▶ Task statement: Within the entries below, find each line containing the word "Creates" and copy it.

Saved entries
========================

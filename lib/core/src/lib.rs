//! Core types shared by every FlowMentor crate.
//!
//! This crate provides the strongly typed identifiers used across the
//! workflow engine and the `Result` alias built on rootcause.

pub mod error;
pub mod id;

pub use error::Result;
pub use id::{ParseIdError, TriggerId, UserId, WorkflowRunId};
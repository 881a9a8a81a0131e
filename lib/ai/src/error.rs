//! Error types for the AI crate.
//!
//! - `GenerationError`: failures from a text generation backend
//! - `PromptError`: template lookup and rendering failures

use std::fmt;

/// Errors from text generation backends.
#[derive(Debug, Clone, PartialEq, Eq)]
pub enum GenerationError {
    /// Backend is unreachable or overloaded.
    Unavailable { reason: String },
    /// Request reached the backend but failed.
    RequestFailed { reason: String },
    /// Rate limit exceeded.
    RateLimited { retry_after_secs: Option<u64> },
    /// The request itself is malformed; retrying will not help.
    InvalidRequest { reason: String },
}

impl GenerationError {
    /// Returns true if the same request may succeed on a later attempt.
    #[must_use]
    pub fn is_retryable(&self) -> bool {
        !matches!(self, Self::InvalidRequest { .. })
    }
}

impl fmt::Display for GenerationError {
    fn fmt(&self, f: &mut fmt::Formatter<'_>) -> fmt::Result {
        match self {
            Self::Unavailable { reason } => write!(f, "text generator unavailable: {reason}"),
            Self::RequestFailed { reason } => write!(f, "generation request failed: {reason}"),
            Self::RateLimited { retry_after_secs } => {
                if let Some(secs) = retry_after_secs {
                    write!(f, "rate limited, retry after {secs}s")
                } else {
                    write!(f, "rate limited")
                }
            }
            Self::InvalidRequest { reason } => write!(f, "invalid generation request: {reason}"),
        }
    }
}

impl std::error::Error for GenerationError {}

/// Errors from prompt operations.
#[derive(Debug, Clone, PartialEq, Eq)]
pub enum PromptError {
    /// Template not found.
    TemplateNotFound { name: String },
    /// Required variables were not supplied.
    MissingVariables {
        template: String,
        variables: Vec<String>,
    },
}

impl fmt::Display for PromptError {
    fn fmt(&self, f: &mut fmt::Formatter<'_>) -> fmt::Result {
        match self {
            Self::TemplateNotFound { name } => write!(f, "prompt template not found: {name}"),
            Self::MissingVariables {
                template,
                variables,
            } => write!(
                f,
                "template '{template}' is missing variables: {}",
                variables.join(", ")
            ),
        }
    }
}

impl std::error::Error for PromptError {}
//! Activities the built-in workflows schedule.

use crate::activity::{
    Activity, ActivityContext, ActivityError, ActivityRegistry, RetryPolicy, decode_input,
    encode_output,
};
use crate::workflows::daily_reflection::{
    DailyReflectionInput, REFLECTIONS_COLLECTION, ReflectionSummary,
};
use crate::workflows::focus_loop::FEEDBACK_COLLECTION;
use crate::workflows::morning_check::{DayPlan, MorningCheckInput};
use crate::workflows::weekly_growth::{MicroGoal, ProposeGoalsInput, WeeklyGrowthInput, WeeklyStats};
use async_trait::async_trait;
use flowmentor_ai::prompt::{DAILY_SUMMARY, DAY_PLAN_TIPS, MICRO_GOALS};
use flowmentor_ai::{PromptRegistry, TextGenerator};
use flowmentor_core::UserId;
use flowmentor_integration::{DocumentFilter, DocumentStore, Notification, Notifier};
use serde::{Deserialize, Serialize};
use serde_json::{Value as JsonValue, json};
use std::collections::HashMap;
use std::fmt;
use std::sync::Arc;
use std::time::Duration;

pub const GENERATE_DAY_PLAN: &str = "generate_day_plan";
pub const SUMMARIZE_DAY: &str = "summarize_day";
pub const AGGREGATE_WEEK: &str = "aggregate_week";
pub const PROPOSE_MICRO_GOALS: &str = "propose_micro_goals";
pub const PUT_DOCUMENT: &str = "put_document";
pub const SEND_NOTIFICATION: &str = "send_notification";

/// Input of [`PUT_DOCUMENT`].
#[derive(Debug, Clone, PartialEq, Serialize, Deserialize)]
pub struct PutDocumentInput {
    pub collection: String,
    pub key: String,
    pub document: JsonValue,
}

/// Input of [`SEND_NOTIFICATION`].
#[derive(Debug, Clone, PartialEq, Eq, Serialize, Deserialize)]
pub struct SendNotificationInput {
    pub user_id: String,
    pub message: String,
}

/// The services built-in activities talk to.
#[derive(Clone)]
pub struct ActivityServices {
    pub store: Arc<dyn DocumentStore>,
    pub notifier: Arc<dyn Notifier>,
    pub generator: Arc<dyn TextGenerator>,
    pub prompts: Arc<PromptRegistry>,
}

impl fmt::Debug for ActivityServices {
    fn fmt(&self, f: &mut fmt::Formatter<'_>) -> fmt::Result {
        f.debug_struct("ActivityServices")
            .field("model", &self.generator.model())
            .field("prompts", &self.prompts.len())
            .finish_non_exhaustive()
    }
}

impl ActivityServices {
    async fn generate(
        &self,
        template: &str,
        variables: HashMap<String, JsonValue>,
    ) -> Result<String, ActivityError> {
        let request = self.prompts.request(template, &variables)?;
        Ok(self.generator.generate(&request).await?)
    }
}
//! Durable workflow engine for FlowMentor.
//!
//! This crate provides:
//!
//! - **Runner**: drives runs step by step, suspends them on durable timers
//!   and signal waits, and resumes them from recorded history after a restart
//! - **Activities**: retried, idempotent execution of the side effects a
//!   workflow asks for
//! - **History**: the event-sourced record every run is rebuilt from
//! - **Workflows**: MorningCheck, FocusLoop, DailyReflection, WeeklyGrowth,
//!   and MeetingScheduler

pub mod activity;
pub mod clock;
pub mod definition;
pub mod envelope;
pub mod error;
pub mod execution;
pub mod history;
pub mod kind;
pub mod run_state;
pub mod runner;
pub mod step;
pub mod workflows;

pub use activity::{
    Activity, ActivityContext, ActivityError, ActivityExecutor, ActivityFailure, ActivityRegistry,
    ActivityServices, RetryPolicy,
};
pub use clock::{Clock, ManualClock, SystemClock};
pub use definition::{WorkflowDefinition, WorkflowRegistry};
pub use envelope::{CURRENT_VERSION, Envelope, RawEnvelope};
pub use error::{HistoryError, RunnerError};
pub use execution::{ActivityInvocation, InvocationOutcome, RunEvent, RunStatus, WorkflowRun};
pub use history::{HistoryStore, InMemoryHistoryStore};
pub use kind::{UnknownWorkflowKind, WorkflowKind};
pub use run_state::{PendingStep, RunState, RunStateBuilder, RunStateError};
pub use runner::{CancelOutcome, RunOutcome, SignalOutcome, WorkflowRunner};
pub use step::{Step, StepHistory, StepOutcome};
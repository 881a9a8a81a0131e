//! Document store interface.
//!
//! Documents are JSON objects addressed by `(collection, key)`. Queries
//! match on top-level fields only.

use crate::error::StoreError;
use async_trait::async_trait;
use serde::{Deserialize, Serialize};
use serde_json::Value as JsonValue;
use std::collections::{BTreeMap, HashMap};
use tokio::sync::RwLock;

/// A document together with its key.
#[derive(Debug, Clone, PartialEq, Serialize, Deserialize)]
pub struct StoredDocument {
    /// Key within the collection.
    pub key: String,
    /// Document body.
    pub document: JsonValue,
}

/// Filter over top-level document fields.
///
/// All conditions must hold for a document to match. An empty filter
/// matches every document in the collection.
#[derive(Debug, Clone, Default, PartialEq, Serialize, Deserialize)]
pub struct DocumentFilter {
    /// Fields that must equal the given value.
    pub equals: Vec<(String, JsonValue)>,
    /// String fields that must fall in an inclusive range.
    pub ranges: Vec<FieldRange>,
}

/// Inclusive range over a string field.
#[derive(Debug, Clone, PartialEq, Eq, Serialize, Deserialize)]
pub struct FieldRange {
    pub field: String,
    pub from: String,
    pub to: String,
}

impl DocumentFilter {
    /// Creates an empty filter.
    #[must_use]
    pub fn new() -> Self {
        Self::default()
    }

    /// Requires `field` to equal `value`.
    #[must_use]
    pub fn eq(mut self, field: impl Into<String>, value: impl Into<JsonValue>) -> Self {
        self.equals.push((field.into(), value.into()));
        self
    }

    /// Requires string `field` to be within `[from, to]`.
    ///
    /// ISO dates compare correctly as strings, which is what the weekly
    /// aggregation relies on.
    #[must_use]
    pub fn between(
        mut self,
        field: impl Into<String>,
        from: impl Into<String>,
        to: impl Into<String>,
    ) -> Self {
        self.ranges.push(FieldRange {
            field: field.into(),
            from: from.into(),
            to: to.into(),
        });
        self
    }

    /// Returns true if the document satisfies every condition.
    #[must_use]
    pub fn matches(&self, document: &JsonValue) -> bool {
        let equal = self
            .equals
            .iter()
            .all(|(field, value)| document.get(field) == Some(value));
        let in_range = self.ranges.iter().all(|range| {
            document
                .get(&range.field)
                .and_then(JsonValue::as_str)
                .is_some_and(|v| range.from.as_str() <= v && v <= range.to.as_str())
        });
        equal && in_range
    }
}

/// Trait for document persistence.
#[async_trait]
pub trait DocumentStore: Send + Sync {
    /// Fetches a document.
    ///
    /// # Errors
    ///
    /// Returns an error if the store cannot be read.
    async fn get(&self, collection: &str, key: &str) -> Result<Option<JsonValue>, StoreError>;

    /// Inserts or replaces a document.
    ///
    /// # Errors
    ///
    /// Returns an error if the write fails.
    async fn put(&self, collection: &str, key: &str, document: JsonValue)
    -> Result<(), StoreError>;

    /// Inserts a document only if the key is unused.
    ///
    /// Returns `true` if this call inserted the document.
    ///
    /// # Errors
    ///
    /// Returns an error if the write fails.
    async fn put_if_absent(
        &self,
        collection: &str,
        key: &str,
        document: JsonValue,
    ) -> Result<bool, StoreError>;

    /// Returns all documents matching the filter, ordered by key.
    ///
    /// # Errors
    ///
    /// Returns an error if the store cannot be read.
    async fn query(
        &self,
        collection: &str,
        filter: &DocumentFilter,
    ) -> Result<Vec<StoredDocument>, StoreError>;
}

/// Document store held in process memory.
#[derive(Debug, Default)]
pub struct InMemoryDocumentStore {
    collections: RwLock<HashMap<String, BTreeMap<String, JsonValue>>>,
}

impl InMemoryDocumentStore {
    /// Creates an empty store.
    #[must_use]
    pub fn new() -> Self {
        Self::default()
    }

    /// Returns the number of documents in a collection.
    pub async fn count(&self, collection: &str) -> usize {
        self.collections
            .read()
            .await
            .get(collection)
            .map_or(0, BTreeMap::len)
    }
}

#[async_trait]
impl DocumentStore for InMemoryDocumentStore {
    async fn get(&self, collection: &str, key: &str) -> Result<Option<JsonValue>, StoreError> {
        let collections = self.collections.read().await;
        Ok(collections
            .get(collection)
            .and_then(|docs| docs.get(key))
            .cloned())
    }

    async fn put(
        &self,
        collection: &str,
        key: &str,
        document: JsonValue,
    ) -> Result<(), StoreError> {
        let mut collections = self.collections.write().await;
        collections
            .entry(collection.to_string())
            .or_default()
            .insert(key.to_string(), document);
        Ok(())
    }

    async fn put_if_absent(
        &self,
        collection: &str,
        key: &str,
        document: JsonValue,
    ) -> Result<bool, StoreError> {
        let mut collections = self.collections.write().await;
        let docs = collections.entry(collection.to_string()).or_default();
        if docs.contains_key(key) {
            return Ok(false);
        }
        docs.insert(key.to_string(), document);
        Ok(true)
    }

    async fn query(
        &self,
        collection: &str,
        filter: &DocumentFilter,
    ) -> Result<Vec<StoredDocument>, StoreError> {
        let collections = self.collections.read().await;
        let Some(docs) = collections.get(collection) else {
            return Ok(Vec::new());
        };
        Ok(docs
            .iter()
            .filter(|(_, doc)| filter.matches(doc))
            .map(|(key, doc)| StoredDocument {
                key: key.clone(),
                document: doc.clone(),
            })
            .collect())
    }
}

#[cfg(test)]
mod tests {
    use super::*;
    use serde_json::json;

    #[tokio::test]
    async fn put_and_get() {
        let store = InMemoryDocumentStore::new();
        store
            .put("plans", "u1:2024-06-03", json!({"energy": 3}))
            .await
            .expect("put");

        let doc = store.get("plans", "u1:2024-06-03").await.expect("get");
        assert_eq!(doc, Some(json!({"energy": 3})));
        assert_eq!(store.get("plans", "missing").await.expect("get"), None);
        assert_eq!(store.count("plans").await, 1);
    }

    #[tokio::test]
    async fn put_if_absent_keeps_first_write() {
        let store = InMemoryDocumentStore::new();
        assert!(store.put_if_absent("c", "k", json!(1)).await.expect("first"));
        assert!(!store.put_if_absent("c", "k", json!(2)).await.expect("second"));
        assert_eq!(store.get("c", "k").await.expect("get"), Some(json!(1)));
    }

    #[tokio::test]
    async fn query_filters_by_equality_and_range() {
        let store = InMemoryDocumentStore::new();
        for (key, user, date) in [
            ("a", "u1", "2024-06-01"),
            ("b", "u1", "2024-06-05"),
            ("c", "u1", "2024-06-12"),
            ("d", "u2", "2024-06-05"),
        ] {
            store
                .put("reflections", key, json!({"user_id": user, "date": date}))
                .await
                .expect("put");
        }

        let filter = DocumentFilter::new()
            .eq("user_id", "u1")
            .between("date", "2024-06-01", "2024-06-07");
        let found = store.query("reflections", &filter).await.expect("query");
        let keys: Vec<_> = found.iter().map(|d| d.key.as_str()).collect();
        assert_eq!(keys, vec!["a", "b"]);
    }

    #[tokio::test]
    async fn query_on_missing_collection_is_empty() {
        let store = InMemoryDocumentStore::new();
        let found = store
            .query("nothing", &DocumentFilter::new())
            .await
            .expect("query");
        assert!(found.is_empty());
    }

    #[test]
    fn range_requires_string_field() {
        let filter = DocumentFilter::new().between("date", "2024-01-01", "2024-12-31");
        assert!(!filter.matches(&json!({"date": 20240101})));
        assert!(!filter.matches(&json!({})));
        assert!(filter.matches(&json!({"date": "2024-06-01"})));
    }
}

========================

▶ Problem solution:
    /// Creates an empty filter.
    /// Creates an empty store.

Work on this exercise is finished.